Quality medical care is not “one-size-fits-all.” Effective treatment considers the patient as a whole person, not just a disease. Patient-centered care is care that respects the individual patient’s unique preferences, needs, and values. Patients become the central focus of the entire care team: doctors, nurses, medical and physical assistants, and clerical staff. Together, the team provides coordinated and integrated care that provides the best outcomes for the patient.
The Patient as an Individual
Each patient experiences illness in a completely different way. Gender, ethnicity, religion, age, experiences, relationships, and emotional health can all impact the way a patient understands their health, responds to it, values it, communicates about it, and how it ultimately impacts their lives. Understanding a person’s social and cultural values is imperative to providing quality care. These perspectives and preferences should be integrated into all team discussions and decisions.

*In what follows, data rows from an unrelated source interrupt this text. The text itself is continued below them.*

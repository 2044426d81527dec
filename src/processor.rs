//! Core processing pipeline
//!
//! Load, tokenize, normalize, count, and rank. Everything runs on the
//! calling thread in a single pass over the text.

use std::path::Path;

use crate::cli::Args;
use crate::counter::FrequencyTable;
use crate::encoding::TextEncoding;
use crate::error::Result;
use crate::filter::{FilterConfig, Normalizer};
use crate::loader::load_text;
use crate::report::{build_report, Report, ReportConfig};
use crate::stopwords::StopWords;
use crate::tokenizer::{Tokenizer, TokenizerConfig};

/// Validated configuration for one run
#[derive(Debug, Clone, Copy, PartialEq, Eq, Default)]
pub struct CountConfig {
    pub tokenizer: TokenizerConfig,
    pub filter: FilterConfig,
    pub report: ReportConfig,
    pub encoding: TextEncoding,
}

impl CountConfig {
    pub fn from_args(args: &Args) -> Result<Self> {
        Ok(Self {
            tokenizer: TokenizerConfig {
                join_apostrophes: !args.split_apostrophes,
                join_hyphens: !args.split_hyphens,
            },
            filter: FilterConfig {
                case_sensitive: args.case_sensitive,
                ignore_common_words: args.ignore_common,
            },
            report: ReportConfig::new(args.top, args.min_count)?,
            encoding: args.encoding.parse()?,
        })
    }
}

/// Word counting pipeline
pub struct WordCounter {
    config: CountConfig,
    tokenizer: Tokenizer,
    stop_words: StopWords,
}

impl WordCounter {
    /// Create a counter using the built-in stop-word list
    pub fn new(config: CountConfig) -> Self {
        Self::with_stop_words(config, StopWords::builtin())
    }

    pub fn with_stop_words(config: CountConfig, stop_words: StopWords) -> Self {
        Self {
            tokenizer: Tokenizer::new(config.tokenizer),
            config,
            stop_words,
        }
    }

    pub fn config(&self) -> &CountConfig {
        &self.config
    }

    /// Build the frequency table for `text`
    pub fn count_text(&self, text: &str) -> FrequencyTable {
        let normalizer = Normalizer::new(self.config.filter, &self.stop_words);

        let mut seen = 0u64;
        let table = FrequencyTable::from_tokens(
            self.tokenizer
                .tokens(text)
                .inspect(|_| seen += 1)
                .filter_map(|token| normalizer.apply(token)),
        );

        log::debug!(
            "Tokenized {} words, {} kept after filtering ({} distinct)",
            seen,
            table.total(),
            table.distinct()
        );

        table
    }

    /// Count and rank the words of `text`
    pub fn report_text(&self, text: &str) -> Report {
        let table = self.count_text(text);
        build_report(&table, &self.config.report)
    }

    /// Count and rank the words of the file at `path`
    pub fn process(&self, path: &Path) -> Result<Report> {
        log::info!("Analyzing file: {:?}", path);

        let decoded = load_text(path, self.config.encoding)?;
        let report = self.report_text(&decoded.text);

        log::info!(
            "Counted {} words ({} distinct), reporting {}",
            report.total_occurrences,
            report.distinct_tokens,
            report.len()
        );

        Ok(report)
    }
}
//! Frequency table
//!
//! Maps each token to the number of times it was seen. The table is filled
//! in a single pass and then only read.

use ahash::RandomState;
use hashbrown::HashMap;

/// Token occurrence counts
#[derive(Debug, Clone, Default)]
pub struct FrequencyTable {
    counts: HashMap<String, u64, RandomState>,
    total: u64,
}

impl FrequencyTable {
    pub fn new() -> Self {
        Self::default()
    }

    /// Count every token produced by `tokens`
    pub fn from_tokens<I, S>(tokens: I) -> Self
    where
        I: IntoIterator<Item = S>,
        S: AsRef<str>,
    {
        let mut table = Self::new();
        for token in tokens {
            table.record(token.as_ref());
        }
        table
    }

    /// Build a table directly from `(token, count)` pairs
    ///
    /// Repeated tokens have their counts added together.
    pub fn from_counts<I, S>(pairs: I) -> Self
    where
        I: IntoIterator<Item = (S, u64)>,
        S: AsRef<str>,
    {
        let mut table = Self::new();
        for (token, count) in pairs {
            *table.counts.entry_ref(token.as_ref()).or_insert(0) += count;
            table.total += count;
        }
        table
    }

    /// Record one occurrence of `token`
    #[inline]
    pub fn record(&mut self, token: &str) {
        *self.counts.entry_ref(token).or_insert(0) += 1;
        self.total += 1;
    }

    /// Count for `token`, zero if unseen
    pub fn get(&self, token: &str) -> u64 {
        self.counts.get(token).copied().unwrap_or(0)
    }

    /// Number of distinct tokens
    pub fn distinct(&self) -> usize {
        self.counts.len()
    }

    /// Sum of all counts
    pub fn total(&self) -> u64 {
        self.total
    }

    pub fn is_empty(&self) -> bool {
        self.counts.is_empty()
    }

    /// Iterate over `(token, count)` pairs in arbitrary order
    pub fn iter(&self) -> impl Iterator<Item = (&str, u64)> + '_ {
        self.counts.iter().map(|(token, &count)| (token.as_str(), count))
    }
}

impl<S: AsRef<str>> FromIterator<S> for FrequencyTable {
    fn from_iter<I: IntoIterator<Item = S>>(iter: I) -> Self {
        Self::from_tokens(iter)
    }
}

#[cfg(test)]
mod tests {
    use super::*;

    #[test]
    fn test_counts_tokens() {
        let table = FrequencyTable::from_tokens(["a", "b", "a", "c", "a"]);

        assert_eq!(table.get("a"), 3);
        assert_eq!(table.get("b"), 1);
        assert_eq!(table.get("z"), 0);
        assert_eq!(table.distinct(), 3);
        assert_eq!(table.total(), 5);
    }

    #[test]
    fn test_total_matches_sum_of_counts() {
        let words = "one two two three three three four four four four";
        let table: FrequencyTable = words.split_whitespace().collect();

        let sum: u64 = table.iter().map(|(_, count)| count).sum();
        assert_eq!(sum, table.total());
        assert_eq!(sum, words.split_whitespace().count() as u64);
    }

    #[test]
    fn test_empty() {
        let table = FrequencyTable::from_tokens(Vec::<String>::new());
        assert!(table.is_empty());
        assert_eq!(table.total(), 0);
    }

    #[test]
    fn test_from_counts_merges() {
        let table = FrequencyTable::from_counts([("a", 5), ("b", 3), ("a", 1)]);

        assert_eq!(table.get("a"), 6);
        assert_eq!(table.total(), 9);
        assert_eq!(table.distinct(), 2);
    }
}
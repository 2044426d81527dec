use assert_cmd::Command;
use predicates::prelude::*;
use std::io::{BufRead, BufReader, Write};
use std::process::Stdio;
use tempfile::NamedTempFile;

fn word_freq() -> Command {
    Command::new(env!("CARGO_BIN_EXE_word-freq"))
}

fn text_file(content: &str) -> NamedTempFile {
    let mut file = NamedTempFile::new().unwrap();
    file.write_all(content.as_bytes()).unwrap();
    file
}

#[test]
fn counts_every_word_case_insensitively() {
    let file = text_file("Word word WORD\nother\n");

    word_freq()
        .arg(file.path())
        .assert()
        .success()
        .stdout("word: 3\nother: 1\n");
}

#[test]
fn case_sensitive_keeps_variants_apart() {
    let file = text_file("Word word WORD word");

    word_freq()
        .arg(file.path())
        .arg("--case-sensitive")
        .assert()
        .success()
        .stdout("word: 2\nWORD: 1\nWord: 1\n");
}

#[test]
fn ignore_common_drops_stop_words() {
    let file = text_file("The cat and the dog. The end!");

    word_freq()
        .arg(file.path())
        .arg("--ignore-common")
        .assert()
        .success()
        .stdout("cat: 1\ndog: 1\nend: 1\n");
}

#[test]
fn top_and_min_count() {
    let file = text_file("a a a a a b b b c c c d");

    word_freq()
        .arg(file.path())
        .args(["--top", "2"])
        .assert()
        .success()
        .stdout("a: 5\nb: 3\n");

    word_freq()
        .arg(file.path())
        .args(["--min-count", "2"])
        .assert()
        .success()
        .stdout("a: 5\nb: 3\nc: 3\n");

    word_freq()
        .arg(file.path())
        .args(["--min-count", "2", "--top", "1"])
        .assert()
        .success()
        .stdout("a: 5\n");
}

#[test]
fn empty_file_prints_nothing() {
    let file = text_file("");

    word_freq().arg(file.path()).assert().success().stdout("");
}

#[test]
fn stats_go_to_stderr() {
    let file = text_file("one two two");

    word_freq()
        .arg(file.path())
        .arg("--stats")
        .assert()
        .success()
        .stdout("two: 2\none: 1\n")
        .stderr(predicate::str::contains("Total word occurrences: 3"));
}

#[test]
fn missing_file_fails_with_path() {
    word_freq()
        .arg("/no/such/dir/input.txt")
        .assert()
        .failure()
        .code(1)
        .stderr(predicate::str::contains("input.txt"));
}

#[test]
fn invalid_top_is_a_config_error() {
    let file = text_file("a b c");

    word_freq()
        .arg(file.path())
        .args(["--top", "0"])
        .assert()
        .failure()
        .code(1)
        .stderr(predicate::str::contains("--top"));

    word_freq()
        .arg(file.path())
        .args(["--min-count", "-1"])
        .assert()
        .failure()
        .code(1)
        .stderr(predicate::str::contains("--min-count"));
}

#[test]
fn unknown_encoding_is_rejected() {
    let file = text_file("a b c");

    word_freq()
        .arg(file.path())
        .args(["--encoding", "klingon"])
        .assert()
        .failure()
        .stderr(predicate::str::contains("klingon"));
}

#[test]
fn invalid_utf8_fails_unless_encoding_given() {
    let mut file = NamedTempFile::new().unwrap();
    file.write_all(&[b'c', b'a', b'f', 0xE9, b' ', b'c', b'a', b'f', 0xE9]).unwrap();

    word_freq()
        .arg(file.path())
        .assert()
        .failure()
        .stderr(predicate::str::contains("decode"));

    word_freq()
        .arg(file.path())
        .args(["--encoding", "latin1"])
        .assert()
        .success()
        .stdout("café: 2\n");
}

#[test]
fn same_input_same_output() {
    let file = text_file("It's a well-known fact that it's well known.");

    let first = word_freq().arg(file.path()).output().unwrap();
    let second = word_freq().arg(file.path()).output().unwrap();

    assert!(first.status.success());
    assert_eq!(first.stdout, second.stdout);
    assert_eq!(
        String::from_utf8(first.stdout).unwrap(),
        "it's: 2\na: 1\nfact: 1\nknown: 1\nthat: 1\nwell: 1\nwell-known: 1\n"
    );
}

#[test]
fn closed_stdout_is_not_an_error() {
    let mut content = "a ".repeat(200_000);
    for i in 0..20_000 {
        content.push_str(&format!("w{} ", i));
    }
    let file = text_file(&content);

    let mut child = std::process::Command::new(env!("CARGO_BIN_EXE_word-freq"))
        .arg(file.path())
        .stdout(Stdio::piped())
        .stderr(Stdio::piped())
        .spawn()
        .unwrap();

    let mut first = String::new();
    {
        let mut reader = BufReader::new(child.stdout.take().unwrap());
        reader.read_line(&mut first).unwrap();
    }
    assert_eq!(first, "a: 200000\n");

    let output = child.wait_with_output().unwrap();
    assert!(output.status.success(), "{:?}", output.status);
    assert!(!String::from_utf8_lossy(&output.stderr).contains("failed to write report"));
}

#[test]
fn quiet_still_prints_requested_stats() {
    let file = text_file("one two two");

    word_freq()
        .arg(file.path())
        .args(["--quiet", "--stats"])
        .assert()
        .success()
        .stdout("two: 2\none: 1\n")
        .stderr(predicate::str::contains("Settings").and(predicate::str::contains("Summary")));
}

#[test]
fn split_flags_break_joined_words() {
    let file = text_file("don't well-known");

    word_freq()
        .arg(file.path())
        .args(["--split-apostrophes", "--split-hyphens"])
        .assert()
        .success()
        .stdout("don: 1\nknown: 1\nt: 1\nwell: 1\n");
}

#[test]
fn replacement_encoding_is_a_config_error() {
    let file = text_file("a b c");

    word_freq()
        .arg(file.path())
        .args(["--encoding", "iso-2022-kr"])
        .assert()
        .failure()
        .code(1)
        .stderr(predicate::str::contains("invalid configuration"))
        .stderr(predicate::str::contains("unknown encoding 'iso-2022-kr'"));
}
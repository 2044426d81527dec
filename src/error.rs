//! Error types
//!
//! Two families of failure exist: file errors (the input could not be read or
//! decoded) and configuration errors (an option value is invalid). Both are
//! fatal to the run.

use std::io;
use std::path::PathBuf;

/// Result alias used throughout the library
pub type Result<T> = std::result::Result<T, WordFreqError>;

#[derive(Debug, thiserror::Error)]
pub enum WordFreqError {
    /// Input path does not exist
    #[error("file not found: {}", path.display())]
    NotFound { path: PathBuf },

    /// Input path is a directory
    #[error("{} is a directory, not a file", path.display())]
    IsDirectory { path: PathBuf },

    /// Reading the file failed
    #[error("unable to read {}", path.display())]
    Read {
        path: PathBuf,
        #[source]
        source: io::Error,
    },

    /// Content is not valid text in the selected encoding
    #[error("unable to decode {} as {encoding}: {detail}", path.display())]
    Decode {
        path: PathBuf,
        encoding: &'static str,
        detail: String,
    },

    /// An option has an invalid value
    #[error("invalid value '{value}' for --{option}: {reason}")]
    InvalidOption {
        option: &'static str,
        value: String,
        reason: &'static str,
    },

    /// The encoding label is not recognised
    #[error("unknown encoding '{label}' (use utf8, auto, or a WHATWG label such as latin1)")]
    UnknownEncoding { label: String },
}

impl WordFreqError {
    /// True for errors raised while loading the input file
    pub fn is_file(&self) -> bool {
        matches!(
            self,
            Self::NotFound { .. } | Self::IsDirectory { .. } | Self::Read { .. } | Self::Decode { .. }
        )
    }

    /// True for errors raised while validating options
    pub fn is_config(&self) -> bool {
        matches!(self, Self::InvalidOption { .. } | Self::UnknownEncoding { .. })
    }
}
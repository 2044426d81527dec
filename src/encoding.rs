//! Encoding detection and decoding
//!
//! Turns the raw bytes of the input file into a `String`. Strict UTF-8 is the
//! default; `auto` sniffs a BOM or guesses with chardetng, and any WHATWG label
//! selects an explicit encoding.

use chardetng::EncodingDetector;
use encoding_rs::Encoding;
use std::path::Path;
use std::str::FromStr;

use crate::error::{Result, WordFreqError};

/// How the input bytes should be decoded
#[derive(Debug, Clone, Copy, PartialEq, Eq, Default)]
pub enum TextEncoding {
    /// Strict UTF-8 (a leading BOM is skipped)
    #[default]
    Utf8,
    /// BOM sniffing, falling back to chardetng detection
    Auto,
    /// A specific encoding chosen by label
    Label(&'static Encoding),
}

impl TextEncoding {
    /// Human-readable name for diagnostics
    pub fn name(&self) -> &'static str {
        match self {
            Self::Utf8 => "UTF-8",
            Self::Auto => "auto",
            Self::Label(encoding) => encoding.name(),
        }
    }
}

impl FromStr for TextEncoding {
    type Err = WordFreqError;

    fn from_str(label: &str) -> Result<Self> {
        let trimmed = label.trim();
        if trimmed.eq_ignore_ascii_case("auto") {
            return Ok(Self::Auto);
        }
        if trimmed.eq_ignore_ascii_case("utf8") {
            return Ok(Self::Utf8);
        }

        match Encoding::for_label(trimmed.as_bytes()) {
            Some(encoding) if encoding == encoding_rs::UTF_8 => Ok(Self::Utf8),
            // Labels mapped to "replacement" cannot decode anything
            Some(encoding) if encoding != encoding_rs::REPLACEMENT => Ok(Self::Label(encoding)),
            _ => Err(WordFreqError::UnknownEncoding {
                label: label.to_string(),
            }),
        }
    }
}

/// Result of decoding a byte buffer
#[derive(Debug, Clone)]
pub struct Decoded {
    /// The decoded text, without any byte-order mark
    pub text: String,
    /// Name of the encoding that was actually used
    pub encoding: &'static str,
}

/// Detect BOM (Byte Order Mark) at the start of content
///
/// Returns the encoding and the BOM length in bytes.
fn detect_bom(content: &[u8]) -> Option<(&'static Encoding, usize)> {
    Encoding::for_bom(content)
}

/// Guess the encoding of a sample using chardetng
pub fn guess_encoding(content: &[u8]) -> &'static Encoding {
    let mut detector = EncodingDetector::new();
    detector.feed(content, true);
    detector.guess(None, true)
}

/// Decode `bytes` read from `path` according to `mode`
pub fn decode(bytes: Vec<u8>, path: &Path, mode: TextEncoding) -> Result<Decoded> {
    match mode {
        TextEncoding::Utf8 => decode_utf8(bytes, path),
        TextEncoding::Auto => {
            let (encoding, bom_len) =
                detect_bom(&bytes).unwrap_or_else(|| (guess_encoding(&bytes), 0));
            log::debug!("Detected encoding {} for {:?}", encoding.name(), path);

            if encoding == encoding_rs::UTF_8 {
                return decode_utf8(bytes, path);
            }
            decode_with(encoding, &bytes[bom_len..], path)
        }
        TextEncoding::Label(encoding) => {
            let body = match detect_bom(&bytes) {
                Some((bom_encoding, bom_len)) if bom_encoding == encoding => &bytes[bom_len..],
                _ => &bytes[..],
            };
            decode_with(encoding, body, path)
        }
    }
}

fn decode_utf8(mut bytes: Vec<u8>, path: &Path) -> Result<Decoded> {
    if bytes.starts_with(&[0xEF, 0xBB, 0xBF]) {
        bytes.drain(..3);
    }

    match String::from_utf8(bytes) {
        Ok(text) => Ok(Decoded {
            text,
            encoding: encoding_rs::UTF_8.name(),
        }),
        Err(e) => Err(WordFreqError::Decode {
            path: path.to_path_buf(),
            encoding: encoding_rs::UTF_8.name(),
            detail: format!(
                "invalid byte sequence at offset {}",
                e.utf8_error().valid_up_to()
            ),
        }),
    }
}

fn decode_with(encoding: &'static Encoding, body: &[u8], path: &Path) -> Result<Decoded> {
    let (decoded, had_errors) = encoding.decode_without_bom_handling(body);
    if had_errors {
        return Err(WordFreqError::Decode {
            path: path.to_path_buf(),
            encoding: encoding.name(),
            detail: "malformed byte sequence".to_string(),
        });
    }

    Ok(Decoded {
        text: decoded.into_owned(),
        encoding: encoding.name(),
    })
}
//! Input loading
//!
//! Reads the whole input file into memory and decodes it to text.

use bytesize::ByteSize;
use std::fs;
use std::io::ErrorKind;
use std::path::Path;

use crate::encoding::{decode, Decoded, TextEncoding};
use crate::error::{Result, WordFreqError};

/// Read `path` into a string, decoding it with `encoding`
pub fn load_text(path: &Path, encoding: TextEncoding) -> Result<Decoded> {
    if path.is_dir() {
        return Err(WordFreqError::IsDirectory {
            path: path.to_path_buf(),
        });
    }

    let bytes = fs::read(path).map_err(|source| match source.kind() {
        ErrorKind::NotFound => WordFreqError::NotFound {
            path: path.to_path_buf(),
        },
        _ => WordFreqError::Read {
            path: path.to_path_buf(),
            source,
        },
    })?;

    log::debug!("Read {:?} ({})", path, ByteSize(bytes.len() as u64));

    let decoded = decode(bytes, path, encoding)?;
    log::debug!("Decoded {:?} as {}", path, decoded.encoding);

    Ok(decoded)
}
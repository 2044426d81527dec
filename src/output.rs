//! Report output
//!
//! Writes report entries, one `<token>: <count>` line each, through a
//! buffered writer.

use std::io::{self, BufWriter, Write};

use crate::report::{Report, ReportEntry};

/// Buffered report writer
pub struct ReportWriter<W: Write> {
    writer: BufWriter<W>,
    lines_written: u64,
}

impl<W: Write> ReportWriter<W> {
    pub fn new(inner: W) -> Self {
        Self {
            writer: BufWriter::new(inner),
            lines_written: 0,
        }
    }

    /// Write a single entry
    pub fn write_entry(&mut self, entry: &ReportEntry) -> io::Result<()> {
        writeln!(self.writer, "{}", entry)?;
        self.lines_written += 1;
        Ok(())
    }

    /// Write all entries of `report` in order and flush
    pub fn write_report(&mut self, report: &Report) -> io::Result<()> {
        for entry in &report.entries {
            self.write_entry(entry)?;
        }
        self.flush()
    }

    pub fn flush(&mut self) -> io::Result<()> {
        self.writer.flush()
    }

    pub fn lines_written(&self) -> u64 {
        self.lines_written
    }
}

/// Render a report to a string
pub fn render(report: &Report) -> String {
    let mut buf = Vec::new();
    {
        let mut writer = ReportWriter::new(&mut buf);
        writer
            .write_report(report)
            .expect("writing to a Vec does not fail");
    }
    String::from_utf8_lossy(&buf).into_owned()
}
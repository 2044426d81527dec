//! Stop-word set
//!
//! A read-only set of common English words that can be excluded from
//! counting. Entries are stored lowercase.

use ahash::RandomState;
use hashbrown::HashSet;

/// Built-in English stop words
pub static COMMON_WORDS: &[&str] = &[
    "the", "a", "an", "and", "or", "but", "in", "on", "at", "to", "for", "of", "with", "by",
    "is", "are", "was", "were", "be", "been", "being", "have", "has", "had", "do", "does",
    "did", "will", "would", "could", "should", "may", "might", "must", "this", "that",
    "these", "those", "i", "you", "he", "she", "it", "we", "they", "me", "him", "her", "us",
    "them", "my", "your", "his", "its", "our", "their",
];

/// A set of words to exclude from counting
#[derive(Debug, Clone)]
pub struct StopWords {
    words: HashSet<String, RandomState>,
}

impl Default for StopWords {
    fn default() -> Self {
        Self::builtin()
    }
}

impl StopWords {
    /// The built-in English list
    pub fn builtin() -> Self {
        Self::from_list(COMMON_WORDS)
    }

    /// An empty set (nothing is a stop word)
    pub fn empty() -> Self {
        Self {
            words: HashSet::with_hasher(RandomState::new()),
        }
    }

    /// Build a set from a custom list; words are lowercased
    pub fn from_list<S: AsRef<str>>(words: &[S]) -> Self {
        let mut set = HashSet::with_capacity_and_hasher(words.len(), RandomState::new());
        for word in words {
            set.insert(word.as_ref().to_lowercase());
        }
        Self { words: set }
    }

    /// Check a word that is already lowercase
    #[inline]
    pub fn contains_folded(&self, folded: &str) -> bool {
        self.words.contains(folded)
    }

    /// Check a word in any case
    pub fn contains(&self, word: &str) -> bool {
        self.contains_folded(&word.to_lowercase())
    }

    pub fn len(&self) -> usize {
        self.words.len()
    }

    pub fn is_empty(&self) -> bool {
        self.words.is_empty()
    }
}
//! word-freq - count word occurrences in a text file
//!
//! Main entry point for the command-line application.

use anyhow::Context;
use clap::Parser;
use std::io;
use std::process;

use word_freq::cli::Args;
use word_freq::display::{print_error, print_settings, print_summary};
use word_freq::output::ReportWriter;
use word_freq::processor::{CountConfig, WordCounter};

fn main() {
    // Parse command-line arguments
    let args = Args::parse();

    // Set up logging; RUST_LOG still wins when set
    env_logger::Builder::from_env(env_logger::Env::default().default_filter_or(args.log_level()))
        .format_timestamp(None)
        .init();

    if let Err(e) = run(args) {
        print_error(&format!("{}", e));

        // Print chain of errors
        for cause in e.chain().skip(1) {
            print_error(&format!("  Caused by: {}", cause));
        }

        process::exit(1);
    }
}

fn run(args: Args) -> anyhow::Result<()> {
    let config = CountConfig::from_args(&args).context("invalid configuration")?;

    if args.stats {
        print_settings(&args.input, &config);
    }

    let counter = WordCounter::new(config);
    let report = counter
        .process(&args.input)
        .with_context(|| format!("failed to process {:?}", args.input))?;

    let stdout = io::stdout();
    let mut writer = ReportWriter::new(stdout.lock());
    match writer.write_report(&report) {
        Ok(()) => {}
        // Reader went away (e.g. piped into `head`)
        Err(e) if e.kind() == io::ErrorKind::BrokenPipe => {
            log::debug!("Output closed after {} report lines", writer.lines_written());
            return Ok(());
        }
        Err(e) => return Err(e).context("failed to write report"),
    }
    log::debug!("Wrote {} report lines", writer.lines_written());

    if args.stats {
        print_summary(&report, counter.config());
    }

    Ok(())
}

This allows the patient and provider to collaborate on setting individual goals of care and creating a comprehensive care plan.
Patient Communication is Key To Success
Effective communication is key to successful patient-centered care. Each member of the team is responsible for communicating all the necessary information the patient needs in order to participate in shared decision making. The clinician must ensure the patient has a comprehensive understanding of his or her disease, based on individual preferences and needs. This involves not only explaining details and allowing the patient to ask questions during the visit, but also providing the patient access to additional resources for self-education. The clinician should always explain all testing and treatment options, including the risks and benefits of each, to empower the patient to make informed decisions. Clinicians should notify the patient of all test results in a timely manner.
Office managers and staff must also collaborate with the patient to arrange appointments that can fit into the patient’s schedule. Office staff should always answer the phone and emails in a timely manner. They should establish a preferred method of contact to remind the patient of upcoming appointments or inform the patient of last-minute changes.
Coordinated and Integrated Care
The care team should provide accessible, coordinated, comprehensive, and continuous quality health care. The patient should feel their care is seamless, efficient, and tailored to their individual needs and circumstances. This is achieved though communication within the team, division of labor, effective problem solving, organization, and emphasis on timely service. Office staff should proactively prepare for patient appointments by reviewing their records and making sure that all required documents for the practice are available before the patient arrives. Clinicians should make sure all orders have been placed, all testing has been scheduled, and all results have been reviewed after the patient visit. When referring a patient to a specialist, care providers should make sure specialists have the appropriate amount of clerical and clinical information about the patient prior to the appointment, and that physicians receive the specialist’s recommendations by way of consults and/or test results.
You, the patient, are the most vital member to the care team! In order to get the best care possible, it is necessary to play an active role on the team. Prepare for your appointments and make a list of questions beforehand. Follow the “care plan” your team has developed for you, and let your care team know when you are unable to. Work with the health care team to learn how to self-manage your care.